**Aim of the exercise:** Needed from the entries below: every line that holds the word "AboutContent".

**Available data:**
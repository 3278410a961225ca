// src/math/geometry/polygon/transformations/mod.rs
pub mod affine;
pub mod transformer;

pub use affine::{AffineMap, AffineTransformable, Degeneracy, TransformSet};
pub use transformer::PolygonTransformer;
//! Page lifecycle glue.

use crate::decor::Decor;
use folio_common::Scheduler;
use folio_config::{ConfigLoader, SiteConfig};
use folio_dom::{Dom, PreferenceStore};
use folio_i18n::{ContentSource, LocalizationManager};
use folio_nav::{KeyInput, SectionNavigator};
use std::rc::Rc;
use tracing::{debug, info, warn};

/// Configuration compiled into the browser build.
pub const EMBEDDED_CONFIG: &str = include_str!("../folio.yaml");

/// Parses [`EMBEDDED_CONFIG`], falling back to defaults when it is invalid.
pub fn embedded_config() -> SiteConfig {
    ConfigLoader::from_yaml_str(EMBEDDED_CONFIG).unwrap_or_else(|e| {
        warn!("Embedded configuration rejected, using defaults: {}", e);
        SiteConfig::default()
    })
}

/// The portfolio page's behavior.
pub struct Site<D: Dom> {
    dom: D,
    config: SiteConfig,
    scheduler: Rc<dyn Scheduler>,
    localization: LocalizationManager<D>,
    navigator: SectionNavigator<D>,
    decor: Decor<D>,
}

impl<D: Dom + Clone + 'static> Site<D> {
    /// Assembles the site over `dom`.
    pub fn new(
        dom: D,
        config: SiteConfig,
        source: Rc<dyn ContentSource>,
        store: Rc<dyn PreferenceStore>,
        scheduler: Rc<dyn Scheduler>,
    ) -> Self {
        let localization =
            LocalizationManager::new(dom.clone(), &config, source, store, Rc::clone(&scheduler));
        let navigator = SectionNavigator::new(dom.clone(), &config);
        let decor = Decor::new(dom.clone(), config.decor.clone(), Rc::clone(&scheduler));

        Self {
            dom,
            config,
            scheduler,
            localization,
            navigator,
            decor,
        }
    }

    /// Runs once the document is parsed.
    ///
    /// Applies the preferred language, activates the default section and
    /// defers any startup deep link by the configured delay.
    pub fn start(&self) {
        info!("Starting portfolio site");
        self.localization.initialize();

        if let Some(section) = self.navigator.initialize() {
            let navigator = self.navigator.clone();
            let delay = self.scheduler.sleep(self.config.navigation.deep_link_delay());
            self.scheduler.spawn(Box::pin(async move {
                delay.await;
                if !navigator.switch_to_section(section.as_str()) {
                    debug!("Deep link '{}' names no section", section);
                }
            }));
        }
    }

    /// Runs once every resource has loaded.
    pub fn on_load(&self) {
        self.decor.on_load();
    }

    /// Routes a click on a language control or a tab.
    ///
    /// Returns whether the host should suppress the default action.
    pub fn handle_click(&self, target: &D::Node) -> bool {
        let contract = &self.config.dom;
        if self.dom.has_class(target, &contract.language_button_class) {
            self.localization.handle_selector_click(target);
            false
        } else if self.dom.has_class(target, &contract.tab_class) {
            self.navigator.handle_tab_click(target);
            true
        } else {
            false
        }
    }

    /// Routes a key press. Returns whether the default action should be suppressed.
    pub fn handle_key(&self, input: &KeyInput) -> bool {
        self.navigator.handle_key(input)
    }

    /// Pointer entered a link holding a hover icon.
    pub fn hover_enter(&self, link: &D::Node) {
        self.decor.hover_enter(link);
    }

    /// Pointer left a link holding a hover icon.
    pub fn hover_leave(&self, link: &D::Node) {
        self.decor.hover_leave(link);
    }

    /// The localization manager.
    pub const fn localization(&self) -> &LocalizationManager<D> {
        &self.localization
    }

    /// The section navigator.
    pub const fn navigator(&self) -> &SectionNavigator<D> {
        &self.navigator
    }

    /// The active configuration.
    pub const fn config(&self) -> &SiteConfig {
        &self.config
    }
}
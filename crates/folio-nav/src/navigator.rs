//! Section navigator

use crate::keyboard::{target_tab_index, KeyAction, KeyInput};
use folio_common::{parse_fragment, SectionId};
use folio_config::schema::{DomContract, NavigationConfig, SiteConfig};
use folio_dom::{Dom, Selector};
use std::cell::RefCell;
use std::rc::Rc;
use tracing::{debug, info};

/// Keeps one tab and its section active and mirrors it into the URL fragment.
///
/// Handles are cheap clones of one shared state.
pub struct SectionNavigator<D: Dom> {
    inner: Rc<Inner<D>>,
}

impl<D: Dom> Clone for SectionNavigator<D> {
    fn clone(&self) -> Self {
        Self {
            inner: Rc::clone(&self.inner),
        }
    }
}

struct Inner<D: Dom> {
    dom: D,
    contract: DomContract,
    settings: NavigationConfig,
    current: RefCell<Option<SectionId>>,
}

impl<D: Dom> SectionNavigator<D> {
    /// Creates a navigator; nothing is activated until [`initialize`](Self::initialize).
    pub fn new(dom: D, config: &SiteConfig) -> Self {
        Self {
            inner: Rc::new(Inner {
                dom,
                contract: config.dom.clone(),
                settings: config.navigation.clone(),
                current: RefCell::new(None),
            }),
        }
    }

    /// Activates the default section.
    ///
    /// Returns the section named by the fragment the page was opened with,
    /// read before the default replaces it. The caller applies it later with
    /// [`switch_to_section`](Self::switch_to_section).
    pub fn initialize(&self) -> Option<SectionId> {
        let deep_link = self.startup_fragment();
        let default_section = self.inner.settings.default_section.clone();

        if self.switch_to_section(&default_section) {
            info!("Navigation initialized on section: {}", default_section);
        } else {
            info!("Default section '{}' not on page", default_section);
        }

        if let Some(section) = &deep_link {
            debug!("Deep link to '{}' pending", section);
        }
        deep_link
    }

    /// Section named by the current location fragment.
    pub fn startup_fragment(&self) -> Option<SectionId> {
        parse_fragment(&self.inner.dom.fragment()).map(SectionId::new)
    }

    /// The active section, once one has been activated.
    pub fn current_section(&self) -> Option<SectionId> {
        self.inner.current.borrow().clone()
    }

    /// Activates the tab and section for `id`.
    ///
    /// Unknown ids change nothing and return `false`.
    pub fn switch_to_section(&self, id: &str) -> bool {
        let dom = &self.inner.dom;
        let contract = &self.inner.contract;

        if id.is_empty() {
            return false;
        }

        let tab = dom.query_first(
            &Selector::class(&contract.tab_class)
                .and(Selector::attribute_eq(&contract.section_attribute, id)),
        );
        let (Some(tab), Some(section)) = (tab, dom.element_by_id(id)) else {
            debug!("No tab and section pair for '{}'", id);
            return false;
        };

        for node in dom.query_all(&Selector::any_class([
            contract.tab_class.as_str(),
            contract.section_class.as_str(),
        ])) {
            dom.remove_class(&node, &contract.active_class);
        }
        dom.add_class(&tab, &contract.active_class);
        dom.add_class(&section, &contract.active_class);
        dom.replace_fragment(id);

        *self.inner.current.borrow_mut() = Some(SectionId::new(id));
        debug!("Switched to section: {}", id);
        true
    }

    /// Activates the section named by a tab's section attribute.
    pub fn handle_tab_click(&self, tab: &D::Node) -> bool {
        self.inner
            .dom
            .attribute(tab, &self.inner.contract.section_attribute)
            .is_some_and(|section| self.switch_to_section(&section))
    }

    /// All tabs in page order.
    pub fn tabs(&self) -> Vec<D::Node> {
        self.inner
            .dom
            .query_all(&Selector::class(&self.inner.contract.tab_class))
    }

    /// Index of the tab carrying the active class.
    pub fn active_tab_index(&self) -> Option<usize> {
        let dom = &self.inner.dom;
        self.tabs()
            .iter()
            .position(|tab| dom.has_class(tab, &self.inner.contract.active_class))
    }

    /// Applies a keyboard shortcut.
    ///
    /// Returns whether the key was consumed, in which case the host should
    /// suppress its default action.
    pub fn handle_key(&self, input: &KeyInput) -> bool {
        if input.has_modifier() {
            return false;
        }

        let tabs = self.tabs();
        let action = target_tab_index(
            self.active_tab_index(),
            tabs.len(),
            input.key,
            self.inner.settings.max_digit_shortcut,
        );

        match action {
            KeyAction::Ignored => false,
            KeyAction::Consumed => true,
            KeyAction::Activate(index) => {
                if let Some(tab) = tabs.get(index) {
                    self.handle_tab_click(tab);
                }
                true
            }
        }
    }
}
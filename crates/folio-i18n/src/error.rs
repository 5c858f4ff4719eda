//! Error types for content loading

use thiserror::Error;

/// Reasons a content file is unavailable.
///
/// Callers treat every variant the same way; the distinction only feeds the logs.
#[derive(Error, Debug)]
pub enum ContentError {
    /// The request never produced a response
    #[error("Failed to fetch {path}: {message}")]
    Fetch {
        /// Content file requested
        path: String,
        /// Transport failure reported by the client
        message: String,
    },

    /// The server answered with a non-success status
    #[error("Request for {path} returned status {status}")]
    Status {
        /// Content file requested
        path: String,
        /// HTTP status code of the response
        status: u16,
    },

    /// The payload is not the expected JSON shape
    #[error("Malformed content in {path}: {source}")]
    Malformed {
        /// Content file requested
        path: String,
        /// Decoder failure
        #[source]
        source: serde_json::Error,
    },

    /// Reading a local content file failed
    #[error("Failed to read {path}: {source}")]
    Io {
        /// Content file requested
        path: String,
        /// Filesystem failure
        #[source]
        source: std::io::Error,
    },

    /// The content path cannot be resolved against the base URL
    #[error("Invalid content path {path}: {message}")]
    InvalidPath {
        /// Content path as given
        path: String,
        /// Why the path could not be joined
        message: String,
    },
}

impl ContentError {
    /// Path of the content file concerned.
    pub fn path(&self) -> &str {
        match self {
            Self::Fetch { path, .. }
            | Self::Status { path, .. }
            | Self::Malformed { path, .. }
            | Self::Io { path, .. }
            | Self::InvalidPath { path, .. } => path,
        }
    }
}
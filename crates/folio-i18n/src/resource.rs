//! Content records and their JSON parsing

use crate::error::ContentError;
use folio_common::{non_empty, Locale};
use serde::de::DeserializeOwned;
use serde::{Deserialize, Serialize};

/// A value given per locale, either side optional.
#[derive(Debug, Clone, PartialEq, Eq, Serialize, Deserialize)]
#[serde(default)]
pub struct Localized<T> {
    /// English value
    pub en: Option<T>,
    /// Spanish value
    pub es: Option<T>,
}

impl<T> Default for Localized<T> {
    fn default() -> Self {
        Self { en: None, es: None }
    }
}

impl<T> Localized<T> {
    /// Creates a mapping from both sides.
    pub const fn new(en: Option<T>, es: Option<T>) -> Self {
        Self { en, es }
    }

    /// Value for `locale`.
    pub const fn get(&self, locale: Locale) -> Option<&T> {
        match locale {
            Locale::En => self.en.as_ref(),
            Locale::Es => self.es.as_ref(),
        }
    }
}

impl Localized<String> {
    /// Non-empty text for `locale`.
    pub fn text(&self, locale: Locale) -> Option<&str> {
        non_empty(self.get(locale).map(String::as_str))
    }

    /// Non-empty text for `locale`, else the other locale's.
    pub fn text_or_other(&self, locale: Locale) -> Option<&str> {
        self.text(locale).or_else(|| self.text(locale.other()))
    }
}

/// Contents of `about.json`.
#[derive(Debug, Clone, Default, PartialEq, Eq, Serialize, Deserialize)]
#[serde(default)]
pub struct AboutContent {
    /// Paragraphs per locale
    pub paragraphs: Localized<Vec<String>>,
}

impl AboutContent {
    /// Paragraphs for `locale`, `None` when absent or empty.
    pub fn paragraphs_for(&self, locale: Locale) -> Option<&[String]> {
        self.paragraphs
            .get(locale)
            .map(Vec::as_slice)
            .filter(|paragraphs| !paragraphs.is_empty())
    }
}

/// Contents of `<projectId>.json`.
#[derive(Debug, Clone, Default, PartialEq, Eq, Serialize, Deserialize)]
#[serde(default)]
pub struct ProjectContent {
    /// Card title
    pub title: Localized<String>,
    /// Card genre line
    pub genre: Localized<String>,
    /// Card description
    pub description: Localized<String>,
    /// Call-to-action URL
    pub link: Localized<String>,
}

/// Parses a content file, tagging failures with its path.
pub fn parse_record<T: DeserializeOwned>(path: &str, text: &str) -> Result<T, ContentError> {
    serde_json::from_str(text).map_err(|source| ContentError::Malformed {
        path: path.to_string(),
        source,
    })
}

#[cfg(test)]
mod tests {
    use super::*;
    use folio_common::test_utils::content_fixtures;

    #[test]
    fn test_about_paragraphs_per_locale() {
        let about: AboutContent = parse_record("about.json", content_fixtures::about_json()).unwrap();
        assert_eq!(about.paragraphs_for(Locale::En).unwrap(), ["A", "B"]);
        assert_eq!(about.paragraphs_for(Locale::Es).unwrap(), ["C", "D"]);
    }

    #[test]
    fn test_empty_paragraph_list_is_absent() {
        let about: AboutContent =
            parse_record("about.json", r#"{"paragraphs":{"en":[],"es":null}}"#).unwrap();
        assert!(about.paragraphs_for(Locale::En).is_none());
        assert!(about.paragraphs_for(Locale::Es).is_none());
    }

    #[test]
    fn test_link_falls_back_to_other_locale() {
        let project: ProjectContent =
            parse_record("drift.json", content_fixtures::project_json_english_link_only()).unwrap();
        assert_eq!(project.link.text_or_other(Locale::Es), Some("x"));
        assert_eq!(project.link.text(Locale::Es), None);
        assert_eq!(project.title.text(Locale::Es), Some("Deriva"));
    }

    #[test]
    fn test_empty_strings_are_absent() {
        let project: ProjectContent =
            parse_record("p.json", r#"{"title":{"en":"","es":"Hola"}}"#).unwrap();
        assert_eq!(project.title.text(Locale::En), None);
        assert_eq!(project.title.text_or_other(Locale::En), Some("Hola"));
        assert_eq!(project.genre, Localized::default());
    }

    #[test]
    fn test_wrong_shape_is_malformed() {
        let result = parse_record::<ProjectContent>("p.json", r#"{"title": 5}"#);
        assert!(matches!(result, Err(ContentError::Malformed { ref path, .. }) if path == "p.json"));

        let result = parse_record::<AboutContent>("about.json", "not json");
        assert!(result.is_err());
    }
}
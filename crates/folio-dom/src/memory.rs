//! In-memory document used for headless rendering and tests.

use std::cell::RefCell;
use std::collections::BTreeMap;
use std::rc::Rc;

use crate::dom::Dom;
use crate::selector::{Matchable, Selector};

/// Handle to an element of a [`MemoryDocument`].
#[derive(Debug, Clone, Copy, PartialEq, Eq, Hash)]
pub struct NodeId(usize);

#[derive(Debug, Clone)]
struct NodeData {
    classes: Vec<String>,
    attributes: BTreeMap<String, String>,
    text: String,
    children: Vec<usize>,
}

impl Matchable for NodeData {
    fn has_class(&self, class: &str) -> bool {
        self.classes.iter().any(|c| c == class)
    }

    fn attribute(&self, name: &str) -> Option<&str> {
        self.attributes.get(name).map(String::as_str)
    }
}

#[derive(Debug)]
struct Tree {
    nodes: Vec<NodeData>,
    fragment: String,
    mutations: usize,
    fragment_replacements: usize,
}

impl Tree {
    const BODY: usize = 0;

    /// Descendants of `root` in document order, excluding `root`.
    fn descendants(&self, root: usize) -> Vec<usize> {
        let mut out = Vec::new();
        let mut stack: Vec<usize> = self.nodes[root].children.iter().rev().copied().collect();
        while let Some(index) = stack.pop() {
            out.push(index);
            stack.extend(self.nodes[index].children.iter().rev().copied());
        }
        out
    }
}

/// Element description passed to [`MemoryDocument::append`].
#[derive(Debug, Clone, Default)]
pub struct ElementBuilder {
    classes: Vec<String>,
    attributes: BTreeMap<String, String>,
    text: String,
}

impl ElementBuilder {
    /// Starts an element with no classes, attributes or text.
    pub fn new() -> Self {
        Self::default()
    }

    /// Sets the `id` attribute.
    #[must_use]
    pub fn id(self, id: impl Into<String>) -> Self {
        self.attr("id", id)
    }

    /// Adds a class.
    #[must_use]
    pub fn class(mut self, class: impl Into<String>) -> Self {
        self.classes.push(class.into());
        self
    }

    /// Sets an attribute.
    #[must_use]
    pub fn attr(mut self, name: impl Into<String>, value: impl Into<String>) -> Self {
        self.attributes.insert(name.into(), value.into());
        self
    }

    /// Sets the text content.
    #[must_use]
    pub fn text(mut self, text: impl Into<String>) -> Self {
        self.text = text.into();
        self
    }
}

/// Shared handle to an in-memory element tree rooted at `<body>`.
///
/// Clones refer to the same tree. Every effective change to an element is
/// counted, so callers can assert that an operation left the page untouched.
#[derive(Debug, Clone)]
pub struct MemoryDocument {
    tree: Rc<RefCell<Tree>>,
}

impl Default for MemoryDocument {
    fn default() -> Self {
        Self::new()
    }
}

impl MemoryDocument {
    /// Creates a document holding an empty `<body>`.
    pub fn new() -> Self {
        let body = NodeData {
            classes: Vec::new(),
            attributes: BTreeMap::new(),
            text: String::new(),
            children: Vec::new(),
        };
        Self {
            tree: Rc::new(RefCell::new(Tree {
                nodes: vec![body],
                fragment: String::new(),
                mutations: 0,
                fragment_replacements: 0,
            })),
        }
    }

    /// The `<body>` element.
    pub const fn body_id(&self) -> NodeId {
        NodeId(Tree::BODY)
    }

    /// Appends an element under `parent` and returns it.
    pub fn append(&self, parent: NodeId, element: ElementBuilder) -> NodeId {
        let mut tree = self.tree.borrow_mut();
        let index = tree.nodes.len();
        tree.nodes.push(NodeData {
            classes: element.classes,
            attributes: element.attributes,
            text: element.text,
            children: Vec::new(),
        });
        tree.nodes[parent.0].children.push(index);
        NodeId(index)
    }

    /// Sets the fragment as if the page had been opened with it.
    pub fn set_initial_fragment(&self, fragment: &str) {
        self.tree.borrow_mut().fragment = fragment.trim_start_matches('#').to_string();
    }

    /// Text of the element with `id`, if it exists.
    pub fn text_of(&self, id: &str) -> Option<String> {
        self.element_by_id(id).map(|node| self.text(&node))
    }

    /// Number of effective element mutations so far.
    pub fn mutation_count(&self) -> usize {
        self.tree.borrow().mutations
    }

    /// Number of times the fragment was replaced.
    pub fn fragment_replacements(&self) -> usize {
        self.tree.borrow().fragment_replacements
    }

    fn find(&self, candidates: Vec<usize>, selector: &Selector) -> Vec<NodeId> {
        let tree = self.tree.borrow();
        candidates
            .into_iter()
            .filter(|&index| selector.matches(&tree.nodes[index]))
            .map(NodeId)
            .collect()
    }
}

impl Dom for MemoryDocument {
    type Node = NodeId;

    fn query_all(&self, selector: &Selector) -> Vec<NodeId> {
        let candidates = {
            let tree = self.tree.borrow();
            let mut all = vec![Tree::BODY];
            all.extend(tree.descendants(Tree::BODY));
            all
        };
        self.find(candidates, selector)
    }

    fn query_within(&self, root: &NodeId, selector: &Selector) -> Vec<NodeId> {
        let candidates = self.tree.borrow().descendants(root.0);
        self.find(candidates, selector)
    }

    fn element_by_id(&self, id: &str) -> Option<NodeId> {
        self.query_first(&Selector::attribute_eq("id", id))
    }

    fn body(&self) -> Option<NodeId> {
        Some(self.body_id())
    }

    fn attribute(&self, node: &NodeId, name: &str) -> Option<String> {
        let tree = self.tree.borrow();
        let data = &tree.nodes[node.0];
        if name == "class" {
            return (!data.classes.is_empty()).then(|| data.classes.join(" "));
        }
        data.attributes.get(name).cloned()
    }

    fn set_attribute(&self, node: &NodeId, name: &str, value: &str) {
        let mut tree = self.tree.borrow_mut();
        let data = &mut tree.nodes[node.0];
        let changed = if name == "class" {
            let classes: Vec<String> = value.split_whitespace().map(str::to_string).collect();
            let changed = data.classes != classes;
            data.classes = classes;
            changed
        } else {
            data.attributes.insert(name.to_string(), value.to_string()).as_deref() != Some(value)
        };
        if changed {
            tree.mutations += 1;
        }
    }

    fn text(&self, node: &NodeId) -> String {
        self.tree.borrow().nodes[node.0].text.clone()
    }

    fn set_text(&self, node: &NodeId, text: &str) {
        let mut tree = self.tree.borrow_mut();
        let data = &mut tree.nodes[node.0];
        if data.text != text {
            data.text = text.to_string();
            tree.mutations += 1;
        }
    }

    fn has_class(&self, node: &NodeId, class: &str) -> bool {
        self.tree.borrow().nodes[node.0].has_class(class)
    }

    fn add_class(&self, node: &NodeId, class: &str) {
        let mut tree = self.tree.borrow_mut();
        let data = &mut tree.nodes[node.0];
        if !data.has_class(class) {
            data.classes.push(class.to_string());
            tree.mutations += 1;
        }
    }

    fn remove_class(&self, node: &NodeId, class: &str) {
        let mut tree = self.tree.borrow_mut();
        let data = &mut tree.nodes[node.0];
        let before = data.classes.len();
        data.classes.retain(|c| c != class);
        if data.classes.len() != before {
            tree.mutations += 1;
        }
    }

    fn fragment(&self) -> String {
        self.tree.borrow().fragment.clone()
    }

    fn replace_fragment(&self, fragment: &str) {
        let mut tree = self.tree.borrow_mut();
        tree.fragment = fragment.trim_start_matches('#').to_string();
        tree.fragment_replacements += 1;
    }
}
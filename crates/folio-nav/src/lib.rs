//! # Folio Nav
//!
//! Tab-based section navigation for the portfolio page.
//!
//! [`SectionNavigator`] keeps exactly one tab and its section active and
//! mirrors the choice into the location fragment. [`keyboard`] maps arrow and
//! digit keys onto tab indices.

#![warn(missing_docs)]
#![warn(clippy::all)]
#![warn(clippy::pedantic)]
#![warn(clippy::nursery)]
#![allow(clippy::module_name_repetitions)]

pub mod keyboard;
pub mod navigator;

pub use keyboard::{target_tab_index, Key, KeyAction, KeyInput};
pub use navigator::SectionNavigator;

**Your response:**
pub struct AboutContent {
impl AboutContent {
        let about: AboutContent = parse_record("about.json", content_fixtures::about_json()).unwrap();
        let about: AboutContent =
        let result = parse_record::<AboutContent>("about.json", "not json");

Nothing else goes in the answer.